--- TASK ITEM ---
After locating the line with "prev = Some(coord);" in the data that follows, return it and every later line exactly, up to and including the line with "let raw = vec![RawTrailPoint::new(45.9237, 6.8694)];".

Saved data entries
——

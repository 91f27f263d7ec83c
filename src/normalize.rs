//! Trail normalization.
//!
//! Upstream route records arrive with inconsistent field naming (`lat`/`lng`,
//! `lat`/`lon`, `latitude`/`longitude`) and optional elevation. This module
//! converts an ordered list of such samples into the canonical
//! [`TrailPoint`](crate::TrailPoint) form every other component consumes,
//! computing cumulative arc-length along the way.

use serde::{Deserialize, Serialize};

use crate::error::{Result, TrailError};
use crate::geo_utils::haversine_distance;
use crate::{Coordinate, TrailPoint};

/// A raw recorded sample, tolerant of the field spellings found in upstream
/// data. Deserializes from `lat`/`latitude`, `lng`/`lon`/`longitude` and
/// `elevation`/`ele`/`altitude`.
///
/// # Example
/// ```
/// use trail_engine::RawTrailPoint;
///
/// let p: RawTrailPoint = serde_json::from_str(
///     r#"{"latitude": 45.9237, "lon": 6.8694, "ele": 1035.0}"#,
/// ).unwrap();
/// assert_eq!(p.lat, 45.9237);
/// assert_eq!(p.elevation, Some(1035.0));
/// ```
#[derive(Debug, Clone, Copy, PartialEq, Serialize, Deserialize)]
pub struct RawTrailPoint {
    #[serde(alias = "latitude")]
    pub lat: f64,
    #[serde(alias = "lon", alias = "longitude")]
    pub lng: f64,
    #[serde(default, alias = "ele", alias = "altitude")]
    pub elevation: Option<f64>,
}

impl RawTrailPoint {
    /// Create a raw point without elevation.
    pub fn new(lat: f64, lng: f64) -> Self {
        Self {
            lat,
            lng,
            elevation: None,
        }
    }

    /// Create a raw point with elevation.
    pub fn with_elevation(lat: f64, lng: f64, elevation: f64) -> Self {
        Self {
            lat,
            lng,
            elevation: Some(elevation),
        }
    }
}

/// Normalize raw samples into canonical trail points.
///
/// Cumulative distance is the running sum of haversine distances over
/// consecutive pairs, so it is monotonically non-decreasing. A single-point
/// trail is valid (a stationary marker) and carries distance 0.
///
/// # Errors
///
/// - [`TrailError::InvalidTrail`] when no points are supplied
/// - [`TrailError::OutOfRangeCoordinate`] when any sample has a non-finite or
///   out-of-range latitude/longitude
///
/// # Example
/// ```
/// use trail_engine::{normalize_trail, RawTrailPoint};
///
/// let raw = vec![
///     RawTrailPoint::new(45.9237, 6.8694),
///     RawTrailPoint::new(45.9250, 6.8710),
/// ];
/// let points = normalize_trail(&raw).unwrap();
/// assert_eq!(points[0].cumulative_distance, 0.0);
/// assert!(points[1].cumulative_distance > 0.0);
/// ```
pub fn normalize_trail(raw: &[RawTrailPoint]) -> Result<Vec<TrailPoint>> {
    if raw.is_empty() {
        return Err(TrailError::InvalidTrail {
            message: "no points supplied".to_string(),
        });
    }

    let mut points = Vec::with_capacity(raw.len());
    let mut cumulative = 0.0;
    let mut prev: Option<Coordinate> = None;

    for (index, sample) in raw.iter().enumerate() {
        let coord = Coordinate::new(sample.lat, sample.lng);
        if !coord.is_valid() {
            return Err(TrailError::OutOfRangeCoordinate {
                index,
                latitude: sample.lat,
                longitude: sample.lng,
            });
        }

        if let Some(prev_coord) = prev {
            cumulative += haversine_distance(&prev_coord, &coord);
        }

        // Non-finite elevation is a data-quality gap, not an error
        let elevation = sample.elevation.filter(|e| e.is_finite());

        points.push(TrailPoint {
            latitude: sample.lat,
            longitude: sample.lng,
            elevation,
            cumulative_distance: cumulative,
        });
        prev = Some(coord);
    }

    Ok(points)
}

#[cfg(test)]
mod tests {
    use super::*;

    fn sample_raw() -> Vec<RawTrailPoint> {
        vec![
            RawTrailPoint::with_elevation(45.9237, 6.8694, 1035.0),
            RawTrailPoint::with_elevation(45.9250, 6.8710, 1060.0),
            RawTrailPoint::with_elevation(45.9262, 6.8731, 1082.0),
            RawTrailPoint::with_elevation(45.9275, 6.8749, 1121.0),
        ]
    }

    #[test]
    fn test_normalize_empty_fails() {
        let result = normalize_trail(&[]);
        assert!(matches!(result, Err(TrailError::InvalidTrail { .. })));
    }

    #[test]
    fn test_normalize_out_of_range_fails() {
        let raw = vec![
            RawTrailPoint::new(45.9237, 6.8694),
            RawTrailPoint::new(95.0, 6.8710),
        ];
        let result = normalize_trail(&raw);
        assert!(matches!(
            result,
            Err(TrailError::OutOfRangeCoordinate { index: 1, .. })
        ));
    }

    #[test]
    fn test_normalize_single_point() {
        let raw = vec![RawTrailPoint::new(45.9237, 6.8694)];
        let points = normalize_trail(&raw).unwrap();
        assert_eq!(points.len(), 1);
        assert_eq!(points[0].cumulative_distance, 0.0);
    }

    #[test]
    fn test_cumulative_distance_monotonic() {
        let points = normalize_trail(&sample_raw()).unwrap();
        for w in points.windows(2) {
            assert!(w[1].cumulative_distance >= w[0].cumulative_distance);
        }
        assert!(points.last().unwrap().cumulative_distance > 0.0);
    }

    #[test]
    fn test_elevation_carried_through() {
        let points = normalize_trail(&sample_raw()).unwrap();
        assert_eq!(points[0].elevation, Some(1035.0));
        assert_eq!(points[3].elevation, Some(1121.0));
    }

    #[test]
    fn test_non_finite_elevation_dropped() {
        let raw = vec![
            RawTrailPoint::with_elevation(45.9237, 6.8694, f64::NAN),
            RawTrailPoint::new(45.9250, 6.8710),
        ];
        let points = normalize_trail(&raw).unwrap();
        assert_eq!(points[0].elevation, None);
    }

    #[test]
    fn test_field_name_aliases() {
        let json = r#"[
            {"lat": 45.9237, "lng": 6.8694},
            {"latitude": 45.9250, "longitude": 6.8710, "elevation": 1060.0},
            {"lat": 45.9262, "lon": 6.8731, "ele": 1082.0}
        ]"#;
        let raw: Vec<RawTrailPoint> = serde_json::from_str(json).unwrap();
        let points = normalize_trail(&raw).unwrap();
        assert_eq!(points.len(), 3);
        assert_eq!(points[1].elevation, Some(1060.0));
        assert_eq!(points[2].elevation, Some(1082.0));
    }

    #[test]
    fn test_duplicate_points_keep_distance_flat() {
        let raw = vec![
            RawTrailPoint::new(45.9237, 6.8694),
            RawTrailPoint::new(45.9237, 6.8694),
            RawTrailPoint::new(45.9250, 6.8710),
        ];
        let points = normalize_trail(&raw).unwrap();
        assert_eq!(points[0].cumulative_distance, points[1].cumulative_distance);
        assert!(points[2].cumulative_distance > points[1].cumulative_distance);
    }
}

——

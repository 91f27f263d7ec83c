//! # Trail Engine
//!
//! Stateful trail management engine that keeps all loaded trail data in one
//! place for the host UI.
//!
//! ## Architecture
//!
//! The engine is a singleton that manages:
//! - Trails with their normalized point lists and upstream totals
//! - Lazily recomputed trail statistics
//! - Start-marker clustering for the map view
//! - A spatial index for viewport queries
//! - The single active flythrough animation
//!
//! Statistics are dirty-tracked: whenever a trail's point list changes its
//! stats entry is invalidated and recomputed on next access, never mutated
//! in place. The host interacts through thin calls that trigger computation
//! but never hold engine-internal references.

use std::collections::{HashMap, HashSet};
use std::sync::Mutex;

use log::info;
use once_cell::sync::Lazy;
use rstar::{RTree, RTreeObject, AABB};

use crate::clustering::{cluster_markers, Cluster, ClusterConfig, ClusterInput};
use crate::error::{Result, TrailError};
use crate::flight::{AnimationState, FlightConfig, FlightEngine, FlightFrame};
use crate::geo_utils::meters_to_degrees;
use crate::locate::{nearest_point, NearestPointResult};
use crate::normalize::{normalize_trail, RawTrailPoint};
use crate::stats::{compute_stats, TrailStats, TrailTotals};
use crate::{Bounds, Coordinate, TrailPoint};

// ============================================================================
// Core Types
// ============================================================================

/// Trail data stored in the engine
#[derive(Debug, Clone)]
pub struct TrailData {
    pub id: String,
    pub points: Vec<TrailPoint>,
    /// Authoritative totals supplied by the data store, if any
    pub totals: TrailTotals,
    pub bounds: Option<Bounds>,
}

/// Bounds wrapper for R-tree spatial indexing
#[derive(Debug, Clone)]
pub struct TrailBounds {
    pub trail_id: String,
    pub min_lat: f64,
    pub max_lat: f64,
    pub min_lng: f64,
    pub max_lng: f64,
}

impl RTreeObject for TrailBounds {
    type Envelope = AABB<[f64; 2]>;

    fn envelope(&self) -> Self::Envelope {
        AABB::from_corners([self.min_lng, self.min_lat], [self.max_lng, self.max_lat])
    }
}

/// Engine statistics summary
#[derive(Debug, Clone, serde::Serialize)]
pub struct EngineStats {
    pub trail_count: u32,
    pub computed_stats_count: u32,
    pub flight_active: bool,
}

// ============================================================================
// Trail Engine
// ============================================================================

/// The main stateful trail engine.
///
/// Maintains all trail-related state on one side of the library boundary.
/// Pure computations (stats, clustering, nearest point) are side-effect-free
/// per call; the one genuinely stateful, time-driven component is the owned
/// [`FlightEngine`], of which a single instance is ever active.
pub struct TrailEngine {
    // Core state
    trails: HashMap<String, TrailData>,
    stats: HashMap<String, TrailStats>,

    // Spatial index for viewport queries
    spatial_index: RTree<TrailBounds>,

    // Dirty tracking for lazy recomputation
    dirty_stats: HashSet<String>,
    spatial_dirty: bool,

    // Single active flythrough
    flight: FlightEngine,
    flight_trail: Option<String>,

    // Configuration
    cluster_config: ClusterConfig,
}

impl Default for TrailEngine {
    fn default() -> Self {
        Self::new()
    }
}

——

--- OUTPUT FOR THIS TASK ---
        prev = Some(coord);
    }

    Ok(points)
}

#[cfg(test)]
mod tests {
    use super::*;

    fn sample_raw() -> Vec<RawTrailPoint> {
        vec![
            RawTrailPoint::with_elevation(45.9237, 6.8694, 1035.0),
            RawTrailPoint::with_elevation(45.9250, 6.8710, 1060.0),
            RawTrailPoint::with_elevation(45.9262, 6.8731, 1082.0),
            RawTrailPoint::with_elevation(45.9275, 6.8749, 1121.0),
        ]
    }

    #[test]
    fn test_normalize_empty_fails() {
        let result = normalize_trail(&[]);
        assert!(matches!(result, Err(TrailError::InvalidTrail { .. })));
    }

    #[test]
    fn test_normalize_out_of_range_fails() {
        let raw = vec![
            RawTrailPoint::new(45.9237, 6.8694),
            RawTrailPoint::new(95.0, 6.8710),
        ];
        let result = normalize_trail(&raw);
        assert!(matches!(
            result,
            Err(TrailError::OutOfRangeCoordinate { index: 1, .. })
        ));
    }

    #[test]
    fn test_normalize_single_point() {
        let raw = vec![RawTrailPoint::new(45.9237, 6.8694)];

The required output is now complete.